──────── INPUT MATERIAL ────────

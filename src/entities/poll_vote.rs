//! Vote ledger entity. Rows are appended once and never updated.

use sea_orm::entity::prelude::*;
use serde::{Deserialize, Serialize};

#[derive(Clone, Debug, PartialEq, Eq, DeriveEntityModel, Serialize, Deserialize)]
#[sea_orm(table_name = "poll_votes")]
pub struct Model {
    #[sea_orm(primary_key)]
    pub id: i32,
    pub poll_id: i32,
    pub option_id: i32,
    /// User id of the voter
    pub voter_id: i64,
    /// IP address of the voter at submission time
    #[sea_orm(column_type = "String(StringLen::N(45))")]
    pub ip_address: String,
    /// Epoch seconds
    pub timestamp: i64,
}

#[derive(Copy, Clone, Debug, EnumIter, DeriveRelation)]
pub enum Relation {
    #[sea_orm(
        belongs_to = "super::poll::Entity",
        from = "Column::PollId",
        to = "super::poll::Column::Id",
        on_update = "Cascade",
        on_delete = "Cascade"
    )]
    Poll,
    #[sea_orm(
        belongs_to = "super::poll_option::Entity",
        from = "Column::OptionId",
        to = "super::poll_option::Column::Id",
        on_update = "Cascade",
        on_delete = "Cascade"
    )]
    PollOption,
}

impl Related<super::poll::Entity> for Entity {
    fn to() -> RelationDef {
        Relation::Poll.def()
    }
}

impl Related<super::poll_option::Entity> for Entity {
    fn to() -> RelationDef {
        Relation::PollOption.def()
    }
}

impl ActiveModelBehavior for ActiveModel {}
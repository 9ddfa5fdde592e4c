use serde::{Deserialize, Serialize};

use crate::entities::{poll, poll_option};

#[derive(Debug, Clone, PartialEq, Eq, Serialize, Deserialize)]
pub struct PollView {
    pub id: i32,
    pub identifier: String,
    pub title: String,
    pub created_at: i64,
}

impl From<poll::Model> for PollView {
    fn from(model: poll::Model) -> Self {
        Self {
            id: model.id,
            identifier: model.identifier,
            title: model.title,
            created_at: model.created_at,
        }
    }
}

#[derive(Debug, Clone, PartialEq, Eq, Serialize, Deserialize)]
pub struct OptionView {
    pub id: i32,
    pub poll_id: i32,
    pub title: String,
    pub weight: i32,
}

impl From<poll_option::Model> for OptionView {
    fn from(model: poll_option::Model) -> Self {
        Self {
            id: model.id,
            poll_id: model.poll_id,
            title: model.title,
            weight: model.weight,
        }
    }
}

#[derive(Debug, Clone, PartialEq, Eq, Serialize, Deserialize)]
pub struct PollDetailView {
    pub poll: PollView,
    pub options: Vec<OptionView>,
}

#[derive(Debug, Clone, PartialEq, Serialize, Deserialize)]
pub struct OptionResult {
    pub option_id: i32,
    pub title: String,
    pub votes: i64,
    pub percentage: f64,
}

#[derive(Debug, Clone, PartialEq, Serialize, Deserialize)]
pub struct PollResults {
    pub poll_id: i32,
    pub options: Vec<OptionResult>,
    pub total_votes: i64,
}

#[derive(Debug, Clone, PartialEq, Eq, Serialize, Deserialize)]
pub struct VoteReceipt {
    pub vote_id: i32,
    pub poll_id: i32,
    pub option_id: i32,
    pub voter_id: i64,
    pub timestamp: i64,
}

#[derive(Debug, Clone, PartialEq, Eq, Serialize, Deserialize)]
pub struct PollStatusView {
    pub enabled: bool,
}

#[derive(Debug, Clone, PartialEq, Eq, Serialize, Deserialize)]
pub struct HasVotedView {
    pub poll_id: i32,
    pub voter_id: i64,
    pub has_voted: bool,
}

// Request/Response types for the poll HTTP API

#[derive(Debug, Clone, PartialEq, Eq, Serialize, Deserialize)]
pub struct PollCreateRequest {
    pub identifier: String,
    pub title: String,
}

#[derive(Debug, Clone, PartialEq, Eq, Serialize, Deserialize)]
pub struct OptionSaveRequest {
    /// Present when editing an existing option
    #[serde(default)]
    pub id: Option<i32>,
    #[serde(default)]
    pub poll_id: Option<i32>,
    pub title: String,
    #[serde(default)]
    pub weight: i32,
}

#[derive(Debug, Clone, PartialEq, Eq, Serialize, Deserialize)]
pub struct OptionSaveResponse {
    pub option: OptionView,
    pub status: String, // "created" or "updated"
    pub message: String,
    pub redirect: String,
}

#[derive(Debug, Clone, PartialEq, Eq, Serialize, Deserialize)]
pub struct VoteSubmissionRequest {
    pub option_id: i32,
    pub voter_id: i64,
}

#[derive(Debug, Clone, PartialEq, Serialize, Deserialize)]
pub struct VoteSubmissionResponse {
    pub vote: VoteReceipt,
    /// Absent when the vote was stored but the tally could not be read back.
    #[serde(default, skip_serializing_if = "Option::is_none")]
    pub results: Option<PollResults>,
}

────────

### [WHAT TO WORK ON]
Can you write out the lines above, from the first one through the one containing "id of the voter", exactly as they appear and nothing more?

### [SOLUTION FOR THIS PROBLEM]
filename src/entities/poll_vote.rs
//! Vote ledger entity. Rows are appended once and never updated.

use sea_orm::entity::prelude::*;
use serde::{Deserialize, Serialize};

#[derive(Clone, Debug, PartialEq, Eq, DeriveEntityModel, Serialize, Deserialize)]
#[sea_orm(table_name = "poll_votes")]
pub struct Model {
    #[sea_orm(primary_key)]
    pub id: i32,
    pub poll_id: i32,
    pub option_id: i32,
    /// User id of the voter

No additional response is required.